Max Beckmann – Paysages.

 

Max Beckmann (1884–1950) Meerlandschaft mit Agaven und altem Schloss, 1939

Max Beckmann (Leipzig, 1884 – New York, 1950) est l’un des géants de la modernité, pourtant, il se considérait comme le dernier des grands maîtres classiques.
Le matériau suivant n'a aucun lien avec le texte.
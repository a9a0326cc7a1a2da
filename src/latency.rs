//! Per-operation latency recording.
//!
//! Each operation keeps its most recent samples in a bounded FIFO window;
//! statistics are computed over that window. A lifetime request counter is
//! kept alongside so that eviction does not hide traffic volume.

use crate::clock::Clock;
use dashmap::DashMap;
use serde::Serialize;
use std::collections::VecDeque;
use std::sync::Arc;
use std::time::{Duration, Instant};

pub const DEFAULT_MAX_SAMPLES: usize = 1000;

/// A single timed invocation.
#[derive(Debug, Clone, Copy)]
pub struct LatencySample {
    pub duration_ms: f64,
    pub recorded_at: Instant,
}

/// Aggregates over the retained window of one operation.
#[derive(Debug, Clone, Copy, Default, PartialEq, Serialize)]
pub struct LatencyStats {
    /// Samples currently retained (never above the cap).
    pub count: usize,
    pub average_ms: f64,
    pub max_ms: f64,
    /// Every sample ever recorded, including evicted ones.
    pub total: u64,
}

#[derive(Default)]
struct OperationWindow {
    samples: VecDeque<LatencySample>,
    total: u64,
}

/// Records durations per operation name.
pub struct LatencyRecorder {
    windows: DashMap<String, OperationWindow>,
    max_samples: usize,
    clock: Arc<dyn Clock>,
}

impl LatencyRecorder {
    pub fn new(max_samples: usize, clock: Arc<dyn Clock>) -> Self {
        Self {
            windows: DashMap::new(),
            max_samples: max_samples.max(1),
            clock,
        }
    }

    pub fn max_samples(&self) -> usize {
        self.max_samples
    }

    /// Starts timing one invocation of `operation`.
    pub fn start_timer(&self, operation: &str) -> LatencyTimer<'_> {
        LatencyTimer {
            recorder: self,
            operation: operation.to_string(),
            start: self.clock.now(),
        }
    }

    /// Appends a sample, evicting the oldest once the cap is reached.
    pub fn record(&self, operation: &str, duration_ms: f64) {
        let sample = LatencySample {
            duration_ms,
            recorded_at: self.clock.now(),
        };
        let mut window = self.windows.entry(operation.to_string()).or_default();
        if window.samples.len() >= self.max_samples {
            window.samples.pop_front();
        }
        window.samples.push_back(sample);
        window.total += 1;
    }

    pub fn record_duration(&self, operation: &str, elapsed: Duration) {
        self.record(operation, elapsed.as_secs_f64() * 1000.0);
    }

    /// Runs `work`, recording its duration whether it succeeds or fails.
    pub fn time<T, E>(&self, operation: &str, work: impl FnOnce() -> Result<T, E>) -> Result<T, E> {
        let timer = self.start_timer(operation);
        let result = work();
        timer.finish();
        result
    }

    /// Stats for `operation`; all zero if nothing was recorded.
    pub fn stats(&self, operation: &str) -> LatencyStats {
        match self.windows.get(operation) {
            Some(window) => summarize(&window),
            None => LatencyStats::default(),
        }
    }

    /// Stats for every known operation, sorted by name.
    pub fn snapshot(&self) -> Vec<(String, LatencyStats)> {
        let mut out: Vec<(String, LatencyStats)> = self
            .windows
            .iter()
            .map(|e| (e.key().clone(), summarize(e.value())))
            .collect();
        out.sort_by(|a, b| a.0.cmp(&b.0));
        out
    }

    /// Forgets everything recorded for `operation`.
    pub fn reset(&self, operation: &str) {
        self.windows.remove(operation);
    }
}

/// Measurement in progress; nothing is recorded until [`LatencyTimer::finish`].
#[must_use = "a timer records nothing until finished"]
pub struct LatencyTimer<'a> {
    recorder: &'a LatencyRecorder,
    operation: String,
    start: Instant,
}

impl LatencyTimer<'_> {
    pub fn operation(&self) -> &str {
        &self.operation
    }

    /// Records the elapsed time and returns it.
    pub fn finish(self) -> Duration {
        let elapsed = self
            .recorder
            .clock
            .now()
            .saturating_duration_since(self.start);
        self.recorder.record_duration(&self.operation, elapsed);
        elapsed
    }
}

fn summarize(window: &OperationWindow) -> LatencyStats {
    let count = window.samples.len();
    if count == 0 {
        return LatencyStats {
            total: window.total,
            ..LatencyStats::default()
        };
    }

    let (sum, max) = window
        .samples
        .iter()
        .fold((0.0_f64, f64::MIN), |(sum, max), s| {
            (sum + s.duration_ms, max.max(s.duration_ms))
        });

    LatencyStats {
        count,
        average_ms: sum / count as f64,
        max_ms: max,
        total: window.total,
    }
}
Il n’a fait partie d’aucune des avant-gardes du XXe siècle, mais son oeuvre est marquée par
l’impressionnisme, l’expressionisme, la Nouvelle Objectivité et l’art abstrait.
Pendant longtemps, Beckmann a été considéré comme un artiste typiquement allemand et ce n’est que récemment que des rétrospectives à Paris, Londres et New York ont permis
de reconnaître son importance, à un niveau international.
Contre la tendance de l’art moderne à dissoudre les genres traditionnels, Beckmann s’est  attaché sa vie durant aux genres classiques de la peinture : à la représentation de la figure humaine, sous la forme du portrait, des tableaux mythologiques et des nus, aux natures mortes et aux paysages. Réputé comme peintre de la « condition humaine », il s’est aussi
consacré intensément à la peinture de paysage et l’a renouvelée d’une façon exceptionnelle, comme presque aucun autre artiste du XXe siècle.
L’importante exposition organisée par le Kunstmuseum Basel se focalise sur ses
paysages. Elle présente 70 tableaux, parmi lesquels des chef-d’oeuvres, comme Le
Port de Gênes (St. Louis Art Museum)

Max Beckmann (1884–1950) Der Hafen von Genua, 1927

ou le Bord de Mer (Musée Ludwig, Cologne), mais aussi des oeuvres d’exception, issues de nombreuses collections privées, dont certaines n’ont quasiment jamais été montrées au public. L’évolution artistique de Beckmann se manifeste nettement dans ses paysages. Dotés d’un contenu allégorique moindre, ils donnent immédiatement à voir les magnifiques qualités picturales de ses oeuvres. La vue distanciée que Beckmann porte sur le paysage est remarquable : vues par la fenêtre, rideaux, balustrades, colonnes et points de vue en hauteur jouent souvent un rôle de médiation entre l’espace habité et la nature
illimitée.
Max Beckmann (1884–1950) Winterlandschaft, 1930

Des objets personnels, fragments de nature morte, apparaissent fréquemment au premier plan, laissant deviner la présence de l’artiste. La dramaturgie des regards montre bien que Beckmann associe l’image d’un paysage abstraitement élaboré au souvenir d’une impression paysagère qui est au fondement de chaque tableau. Le regard qu’il porte sur la nature clarifie sa position et le place dans un certain rapport au monde. Comment ce rapport se modifie, c’est ce dont témoignent les paysages peints au cours des différents épisodes de sa vie, tel le tournant de Francfort-sur-le-Main, après la Première Guerre mondiale, ou les années d’exil à Amsterdam.
Max Beckmann (1884–1950) Meeresstrand, 1935

Max Beckmann est né un 12 février 1884 à Leipzig.  Sa famille s’installe à Brunswick en 1894.  De 1900-1903  il étudie à l’École des Beaux-Arts du Grand-Duché de Saxe-Weimar. Après avoir décroché son diplôme, il passe quelques mois à Paris.  De 1904-1914 Beckmann vit à Berlin où il devient membre de la Sécession berlinoise ; il sera plus tard l’un des membres fondateurs de la Sécession libre.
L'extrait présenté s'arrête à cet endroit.